I saw relief on faces when train chugged…

Recalls motorman who steered the first WR local in the wee hours of July 12

FIRST MAN IN: Motorman Praful Makwana, who steered the first Churchgate-Andheri local a day after the serial blasts last year

On July 12, 2006, the day after terrorists successfully wreaked havoc on Mumbai’s Western Railway, it was left to Praful Makwana (40) to break the eerie calm on the tracks. Commencing his journey at 4.30 am, Makwana steered the first Churchgate-Andheri local, thus bringing relief to the thousands stranded.

While Makwana expected this journey to be no different, he was rather amazed at what was in store for him. “Commencing my journey from Marine Lines, I was overwhelmed by the number of people stranded at each station.

I saw relief on people’s faces when the train chugged in,” he said. He even halted the train beyond the stipulated time on every station to accommodate more passengers.
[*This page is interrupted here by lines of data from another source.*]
//! Safe slice-level entry points.
//!
//! - **Spatial similarity**: [`SpatialSimilarity`]
//! - **Binary similarity**: [`BinarySimilarity`]
//! - **Probability divergence**: [`ProbabilitySimilarity`]
//!
//! Every call goes through the process-wide dispatch table, populating it on
//! first use. Mismatched lengths yield `None`.

use crate::dispatch::{self, Distance, Dtype, Kernel, Metric};
use crate::scalars::{bf16, f16};

fn kernel(metric: Metric, dtype: Dtype) -> Kernel {
    let table = dispatch::initialize().unwrap_or_else(|error| panic!("{error}"));
    table
        .get(metric, dtype)
        .unwrap_or_else(|| panic!("no kernel registered for `{metric}` over `{dtype}`"))
}

fn compute<T>(metric: Metric, dtype: Dtype, a: &[T], b: &[T]) -> Option<Distance> {
    if a.len() != b.len() {
        return None;
    }
    let kernel = kernel(metric, dtype);
    // Both slices hold `a.len()` elements of the dtype the kernel was registered for.
    Some(unsafe { kernel.call(a.as_ptr().cast(), b.as_ptr().cast(), a.len()) })
}

// region: SpatialSimilarity

/// Dot products, angular and squared Euclidean distances between vectors.
pub trait SpatialSimilarity: Sized {
    fn dot(a: &[Self], b: &[Self]) -> Option<Distance>;

    /// Angular distance: `0` for parallel vectors, `1` for orthogonal ones,
    /// clamped at `0` from below.
    ///
    /// `f32::cos` and `f64::cos` resolve to the inherent trigonometric methods,
    /// so call this one as `<f32 as SpatialSimilarity>::cos` or use [`cosine`](Self::cosine).
    ///
    /// ```
    /// use simsimd::SpatialSimilarity;
    ///
    /// let a = [1.0f64, 0.0];
    /// let b = [0.0f64, 1.0];
    /// assert_eq!(f64::cosine(&a, &b), Some(1.0));
    /// assert_eq!(<f64 as SpatialSimilarity>::cos(&a, &a), Some(0.0));
    /// ```
    fn cos(a: &[Self], b: &[Self]) -> Option<Distance>;

    fn sqeuclidean(a: &[Self], b: &[Self]) -> Option<Distance>;

    /// Alias for `dot`.
    fn inner(a: &[Self], b: &[Self]) -> Option<Distance> {
        Self::dot(a, b)
    }

    /// Alias for `cos`.
    fn cosine(a: &[Self], b: &[Self]) -> Option<Distance> {
        Self::cos(a, b)
    }

    /// Alias for `sqeuclidean`.
    fn l2sq(a: &[Self], b: &[Self]) -> Option<Distance> {
        Self::sqeuclidean(a, b)
    }
}

macro_rules! impl_spatial {
    ($($t:ty => $dtype:expr),* $(,)?) => {
        $(
            impl SpatialSimilarity for $t {
                fn dot(a: &[Self], b: &[Self]) -> Option<Distance> {
                    compute(Metric::Dot, $dtype, a, b)
                }

                fn cos(a: &[Self], b: &[Self]) -> Option<Distance> {
                    compute(Metric::Cosine, $dtype, a, b)
                }

                fn sqeuclidean(a: &[Self], b: &[Self]) -> Option<Distance> {
                    compute(Metric::SqEuclidean, $dtype, a, b)
                }
            }
        )*
    };
}

impl_spatial! {
    f64 => Dtype::F64,
    f32 => Dtype::F32,
    f16 => Dtype::F16,
    bf16 => Dtype::BF16,
    i8 => Dtype::I8,
}

// endregion: SpatialSimilarity

// region: BinarySimilarity

/// Distances between bit sets packed eight bits to a byte.
pub trait BinarySimilarity: Sized {
    /// Number of differing bits.
    fn hamming(a: &[Self], b: &[Self]) -> Option<Distance>;

    /// `1 - |a & b| / |a | b|`, or `0` when neither set has a bit.
    fn jaccard(a: &[Self], b: &[Self]) -> Option<Distance>;
}

impl BinarySimilarity for u8 {
    fn hamming(a: &[Self], b: &[Self]) -> Option<Distance> {
        compute(Metric::Hamming, Dtype::B8, a, b)
    }

    fn jaccard(a: &[Self], b: &[Self]) -> Option<Distance> {
        compute(Metric::Jaccard, Dtype::B8, a, b)
    }
}

// endregion: BinarySimilarity

// region: ProbabilitySimilarity

/// Divergences between discrete probability distributions.
pub trait ProbabilitySimilarity: Sized {
    fn kullbackleibler(a: &[Self], b: &[Self]) -> Option<Distance>;

    /// Jensen-Shannon divergence, the mean of both sides' Kullback-Leibler
    /// divergence from the midpoint distribution.
    fn jensenshannon(a: &[Self], b: &[Self]) -> Option<Distance>;

    /// Alias for `kullbackleibler`.
    fn kl(a: &[Self], b: &[Self]) -> Option<Distance> {
        Self::kullbackleibler(a, b)
    }

    /// Alias for `jensenshannon`.
    fn js(a: &[Self], b: &[Self]) -> Option<Distance> {
        Self::jensenshannon(a, b)
    }
}

macro_rules! impl_probability {
    ($($t:ty => $dtype:expr),* $(,)?) => {
        $(
            impl ProbabilitySimilarity for $t {
                fn kullbackleibler(a: &[Self], b: &[Self]) -> Option<Distance> {
                    compute(Metric::KullbackLeibler, $dtype, a, b)
                }

                fn jensenshannon(a: &[Self], b: &[Self]) -> Option<Distance> {
                    compute(Metric::JensenShannon, $dtype, a, b)
                }
            }
        )*
    };
}

impl_probability! {
    f64 => Dtype::F64,
    f32 => Dtype::F32,
    f16 => Dtype::F16,
    bf16 => Dtype::BF16,
}

// endregion: ProbabilitySimilarity

#[cfg(test)]
mod tests {
    use super::*;
    use crate::kernels::testing::{assert_close, f32s, i8s, rng};

    #[test]
    fn dot_f32() {
        let a = vec![1.0f32, 2.0, 3.0];
        let b = vec![4.0f32, 5.0, 6.0];
        let result = <f32 as SpatialSimilarity>::dot(&a, &b).unwrap();
        assert!((result - 32.0).abs() < 0.01);
        assert_eq!(f32::inner(&a, &b), Some(result));
    }

    #[test]
    fn dot_i8() {
        let a = vec![1i8, 2, 3];
        let b = vec![4i8, 5, 6];
        assert_eq!(i8::dot(&a, &b), Some(32.0));
    }

    #[test]
    fn cos_i8() {
        let a = vec![3i8, 97, 127];
        let b = vec![3i8, 97, 127];
        let result = i8::cosine(&a, &b).unwrap();
        assert!(result.abs() < 1e-6);
    }

    #[test]
    fn cos_f32() {
        let a = vec![1.0f32, 2.0, 3.0];
        let b = vec![4.0f32, 5.0, 6.0];
        let result = <f32 as SpatialSimilarity>::cos(&a, &b).unwrap();
        assert!((result - 0.025368).abs() < 1e-4);
        assert_eq!(f32::cosine(&[0.0; 4], &[0.0; 4]), Some(0.0));
        assert_eq!(f32::cosine(&[0.0; 4], &[1.0; 4]), Some(1.0));
    }

    #[test]
    fn cosine_f64() {
        let a = vec![1.0f64, 0.0];
        let b = vec![0.0f64, 1.0];
        assert_eq!(f64::cosine(&a, &b), Some(1.0));
        assert_eq!(f64::cosine(&a, &a), Some(0.0));
        assert_eq!(f64::cosine(&a, &b), <f64 as SpatialSimilarity>::cos(&a, &b));
    }

    #[test]
    fn sqeuclidean_f64() {
        let a = vec![1.0f64, 2.0, 3.0];
        let b = vec![4.0f64, 5.0, 6.0];
        let result = f64::l2sq(&a, &b).unwrap();
        assert!((result - 27.0).abs() < 0.01);
    }

    #[test]
    fn sqeuclidean_f16() {
        let a: Vec<f16> = [1.0, 2.0, 3.0].iter().map(|&x| f16::from_f32(x)).collect();
        let b: Vec<f16> = [4.0, 5.0, 6.0].iter().map(|&x| f16::from_f32(x)).collect();
        let result = f16::sqeuclidean(&a, &b).unwrap();
        assert!((result - 27.0).abs() < 0.01);
    }

    #[test]
    fn dot_bf16() {
        let a: Vec<bf16> = [1.0, 2.0, 3.0].iter().map(|&x| bf16::from_f32(x)).collect();
        let b: Vec<bf16> = [4.0, 5.0, 6.0].iter().map(|&x| bf16::from_f32(x)).collect();
        let result = bf16::dot(&a, &b).unwrap();
        assert!((result - 32.0).abs() < 0.01);
    }

    #[test]
    fn hamming_u8() {
        let a = vec![0b11110000u8, 0b10101010];
        let b = vec![0b00001111u8, 0b01010101];
        assert_eq!(u8::hamming(&a, &b), Some(16.0));
    }

    #[test]
    fn jaccard_u8() {
        let a = vec![0b11110000u8, 0b10101010];
        assert_eq!(u8::jaccard(&a, &a), Some(0.0));
        assert_eq!(u8::jaccard(&[0u8; 3], &[0u8; 3]), Some(0.0));
        assert_eq!(u8::jaccard(&[0b1100], &[0b0011]), Some(1.0));
    }

    #[test]
    fn js_f32() {
        let a = vec![0.25f32, 0.25, 0.25, 0.25];
        let result = f32::jensenshannon(&a, &a).unwrap();
        assert!(result.abs() < 0.01);
        let b = vec![0.7f32, 0.1, 0.1, 0.1];
        assert_close(f32::js(&a, &b).unwrap(), f32::js(&b, &a).unwrap(), 1e-9);
    }

    #[test]
    fn kl_f64() {
        let a = vec![0.25f64, 0.25, 0.25, 0.25];
        let result = f64::kullbackleibler(&a, &a).unwrap();
        assert!(result.abs() < 0.01);
        let b = vec![0.5f64, 0.5, 0.0, 0.0];
        assert!(f64::kl(&b, &a).unwrap() > 0.0);
    }

    #[test]
    fn length_mismatch() {
        assert_eq!(f32::dot(&[1.0, 2.0], &[1.0]), None);
        assert_eq!(u8::hamming(&[1], &[]), None);
        assert_eq!(f64::kl(&[], &[0.5]), None);
    }

    #[test]
    fn empty_inputs() {
        assert_eq!(f32::dot(&[], &[]), Some(0.0));
        assert_eq!(i8::sqeuclidean(&[], &[]), Some(0.0));
        assert_eq!(u8::hamming(&[], &[]), Some(0.0));
    }

    #[test]
    fn agrees_with_serial_on_random_vectors() {
        let mut rng = rng();
        for n in [1usize, 17, 256, 1536] {
            let (a, b) = (f32s(&mut rng, n), f32s(&mut rng, n));
            let dispatched = f32::cosine(&a, &b).unwrap();
            let expected = unsafe {
                crate::kernels::serial::cos_f32(a.as_ptr().cast(), b.as_ptr().cast(), n)
            };
            assert_close(dispatched, expected, 1e-4);

            let (a, b) = (i8s(&mut rng, n), i8s(&mut rng, n));
            let dispatched = i8::sqeuclidean(&a, &b).unwrap();
            let expected = unsafe {
                crate::kernels::serial::sqeuclidean_i8(a.as_ptr().cast(), b.as_ptr().cast(), n)
            };
            assert_eq!(dispatched, expected);
        }
    }
}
“I also offered assistance to all those who came up to my window to resolve their queries,” he added. When the train halted at Andheri, there was an announcement that the train would be chugging off to Borivli. This move certainly evoked cheers from the hassled crowd, he recounted.

Says a little prayer

When asked if he feared to be the first to tread on the tracks where almost 200 people had been blown to bits only hours back, he replied, “I recited a little prayer and went about my job.”

Ever since, Makwana carries prayer books and photos of deities in his bag. In fact, even while driving the train yesterday, Makwana placed a picture of lord Ram, Sita and Laxman in front of him.

Alert man

A father to two kids, Makwana today is an alert man. Recently, he did something he had never done in his 11-year career. “At Lower Parel, a man came charging towards me from the vendor’s luggage to inform me about an unidentified bag lying inside,” he said.

Makwana immediately summoned the security and got it verified. This caused a 10-minute delay. “But I was firm on getting it checked,” he said.